7 Feb 2007 Annapurna Conservation Area, Nepal, Indian Sub-continent Biodiversity | Communities
The Maoists Insurgency and Conservation in Nepal: Exploring Institutional Resilience of Community-Based Conservation
The project’s aim is to explore attributes of community-based conservation that make it more resilient than traditional, government-run fortress-and-fines conservation in times of insurgency.
Nepal has long been touted internationally as an innovator of new approaches to the conservation of biodiversity. In addition to traditional state-run parks and protected areas, Nepal also boasts a wide array of community-based conservation initiatives. These are programs in which the people living nearest to the valued resources take an active role in their protection and sustainable management. Over the last decade, Nepal has undergone a violent uprising in which both state and community-based conservation projects suffered terrible losses from Maoist insurgents.

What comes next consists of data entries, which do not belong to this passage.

//! Generic list screen: fetch, filter, add/edit/delete, refetch
//!
//! One `ListScreen<R>` replaces the per-entity screen pattern. It holds the
//! last successful fetch and moves through `Idle -> Loading -> Loaded | Failed`
//! on every load, including the reload that follows each mutation.

use crate::api::{ApiClient, ListQuery, Resource};
use crate::error::{ApiErrorKind, CliError, Result};
use crate::session::SessionStore;
use heliops_common::FleetData;
use std::future::Future;
use tracing::{debug, info, warn};

/// Where a screen is in its fetch cycle
#[derive(Debug, Clone, PartialEq, Eq)]
pub enum ScreenState {
    Idle,
    Loading,
    Loaded,
    Failed(Failure),
}

/// What the person at the screen should be told
#[derive(Debug, Clone, Copy, PartialEq, Eq)]
pub enum FailureKind {
    /// Token rejected; the session must be cleared and the user must log in
    SessionExpired,
    PermissionDenied,
    NotFound,
    Invalid,
    /// Anything else; retrying may help
    Unavailable,
}

#[derive(Debug, Clone, PartialEq, Eq)]
pub struct Failure {
    pub kind: FailureKind,
    pub message: String,
}

/// Map an error to its user-facing category and banner text
pub fn classify(err: &CliError) -> Failure {
    let (kind, message) = match err.api_kind() {
        Some(ApiErrorKind::Unauthorized) => (
            FailureKind::SessionExpired,
            "Your session has expired. Please log in again.".to_string(),
        ),
        Some(ApiErrorKind::Forbidden) => (
            FailureKind::PermissionDenied,
            "You do not have permission to perform this action.".to_string(),
        ),
        Some(ApiErrorKind::NotFound) => (
            FailureKind::NotFound,
            "The requested record no longer exists.".to_string(),
        ),
        Some(ApiErrorKind::Validation) => (
            FailureKind::Invalid,
            match err {
                CliError::Api(api) => format!("The server rejected the data: {}", api.message),
                _ => "The server rejected the data.".to_string(),
            },
        ),
        _ => (
            FailureKind::Unavailable,
            "The operation failed. Check your connection and try again.".to_string(),
        ),
    };

    Failure { kind, message }
}

/// Banner text for `err`. An expired session is cleared here so the next
/// command starts from the login prompt.
pub fn user_message(err: &CliError, session: &mut SessionStore) -> String {
    let failure = classify(err);

    if failure.kind == FailureKind::SessionExpired {
        if let Err(e) = session.logout() {
            warn!(error = %e, "Could not clear expired session");
        }
    }

    failure.message
}

/// Client-side search and dropdown filter over the last fetch
#[derive(Debug, Clone, Default, PartialEq, Eq)]
pub struct Filter {
    pub search: Option<String>,
    pub category: Option<String>,
    /// Only records owned by this pilot
    pub pilot: Option<String>,
}

impl Filter {
    /// `directory` resolves the names a record's row shows in place of ids
    pub fn matches<R: Resource>(&self, record: &R, directory: &FleetData) -> bool {
        let search_ok = match self.search.as_deref().map(str::trim) {
            None | Some("") => true,
            Some(term) => record
                .search_text(directory)
                .to_lowercase()
                .contains(&term.to_lowercase()),
        };

        let pilot_ok = match self.pilot.as_deref() {
            None => true,
            Some(wanted) => record.owner_pilot_id() == Some(wanted),
        };

        let category_ok = match self.category.as_deref() {
            None | Some("") | Some("all") => true,
            Some(wanted) => record
                .category()
                .map(|c| c.eq_ignore_ascii_case(wanted))
                .unwrap_or(false),
        };

        search_ok && category_ok && pilot_ok
    }
}

/// Blocking yes/no question shown before destructive actions
pub trait Confirm {
    fn confirm(&self, message: &str) -> Result<bool>;
}

/// Terminal prompt, defaulting to "no"
pub struct PromptConfirm;

impl Confirm for PromptConfirm {
    fn confirm(&self, message: &str) -> Result<bool> {
        Ok(inquire::Confirm::new(message).with_default(false).prompt()?)
    }
}

/// Answers yes without asking (`--yes`)
pub struct AssumeYes;

impl Confirm for AssumeYes {
    fn confirm(&self, _message: &str) -> Result<bool> {
        Ok(true)
    }
}

pub struct ListScreen<'a, R: Resource> {
    api: &'a ApiClient,
    query: ListQuery,
    records: Vec<R>,
    directory: FleetData,
    state: ScreenState,
}

impl<'a, R: Resource> ListScreen<'a, R> {
    pub fn new(api: &'a ApiClient) -> Self {
        Self::with_query(api, ListQuery::new())
    }

    /// Screen whose fetch carries server-side filters, e.g. `pilotId`
    pub fn with_query(api: &'a ApiClient, query: ListQuery) -> Self {
        Self {
            api,
            query,
            records: Vec::new(),
            directory: FleetData::default(),
            state: ScreenState::Idle,
        }
    }

    pub fn state(&self) -> &ScreenState {
        &self.state
    }

    /// Records from the last successful fetch
    pub fn records(&self) -> &[R] {
        &self.records
    }

    /// Pilots, aircraft and clients fetched alongside the list when rows
    /// refer to them; empty otherwise
    pub fn directory(&self) -> &FleetData {
        &self.directory
    }

    async fn fetch(&self) -> Result<(Vec<R>, Option<FleetData>)> {
        if R::NEEDS_DIRECTORY {
            let (records, directory) =
                tokio::try_join!(self.api.list::<R>(&self.query), self.api.fleet_directory())?;
            Ok((records, Some(directory)))
        } else {
            Ok((self.api.list::<R>(&self.query).await?, None))
        }
    }

    /// Fetch the full list. On failure the previous records are kept.
    pub async fn load(&mut self) -> Result<&[R]> {
        self.state = ScreenState::Loading;
        debug!(resource = R::LABEL, "Loading list");

        match self.fetch().await {
            Ok((records, directory)) => {
                self.records = records;
                if let Some(directory) = directory {
                    self.directory = directory;
                }
                self.state = ScreenState::Loaded;
                Ok(&self.records)
            },
            Err(e) => {
                self.state = ScreenState::Failed(classify(&e));
                Err(e)
            },
        }
    }

    pub fn filtered(&self, filter: &Filter) -> Vec<&R> {
        self.records
            .iter()
            .filter(|r| filter.matches(*r, &self.directory))
            .collect()
    }

    pub fn find(&self, id: &str) -> Option<&R> {
        self.records.iter().find(|r| r.id() == id)
    }

    pub async fn create(&mut self, record: &R) -> Result<R> {
        let created = self.api.create(record).await?;
        info!(resource = R::LABEL, id = created.id(), "Created");
        self.load().await?;
        Ok(created)
    }

    pub async fn update(&mut self, id: &str, record: &R) -> Result<R> {
        let updated = self.api.update(id, record).await?;
        info!(resource = R::LABEL, id, "Updated");
        self.load().await?;
        Ok(updated)
    }

    /// Ask for confirmation, delete, then reload. Returns false when the
    /// person declined; nothing is sent in that case.
    pub async fn delete(&mut self, id: &str, confirm: &dyn Confirm) -> Result<bool> {
        let prompt = format!("Delete {} '{}'? This cannot be undone.", R::LABEL, id);
        if !confirm.confirm(&prompt)? {
            debug!(resource = R::LABEL, id, "Delete declined");
            return Ok(false);
        }

        self.api.delete::<R>(id).await?;
        info!(resource = R::LABEL, id, "Deleted");
        self.load().await?;
        Ok(true)
    }

    /// Run `upload`, store its URL on `record`, then create (no `id`) or
    /// update. A failed upload aborts before anything is submitted.
    pub async fn save_with_attachment<F>(
        &mut self,
        mut record: R,
        id: Option<&str>,
        upload: F,
    ) -> Result<R>
    where
        F: Future<Output = Result<String>>,
    {
        if !record.clone().attach(String::new()) {
            return Err(CliError::config(format!("a {} has no attachment field", R::LABEL)));
        }

        let url = upload.await?;
        record.attach(url);

        match id {
            Some(id) => self.update(id, &record).await,
            None => self.create(&record).await,
        }
    }
}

My pilot research has shown, however, that although they were no less targeted for attacks, community-based conservation initiatives have proven far more resilient to such setbacks. This effort will explore potential explanations for why this has been the case. I will document which aspects of resource management failed and succeeded within each, both during and after the insurgency. Following a peace accord in November, 2006, most community-based conservation programs are carrying on their important work, while many state-run initiatives have lost their ability to work effectively. The case offers an excellent opportunity to explore the organizational, social, and cultural structures that can most successfully manage natural resources in times of strife.
The project will assess the impacts of the insurgency and explore the underlying dynamics of resiliency of natural resource management systems in the face of immense outside pressures. More broadly, the results of this study could reveal patterns in human-environment relationships during insurgencies that may exist in similar situations around the world, and these will contribute to building more robust and resilient political, institutional, and social arrangements for successful biodiversity conservation in Nepal and in other parts of the world facing civil strife. In doing so, this research of the Nepalese experience may work to enhance biodiversity conservation worldwide.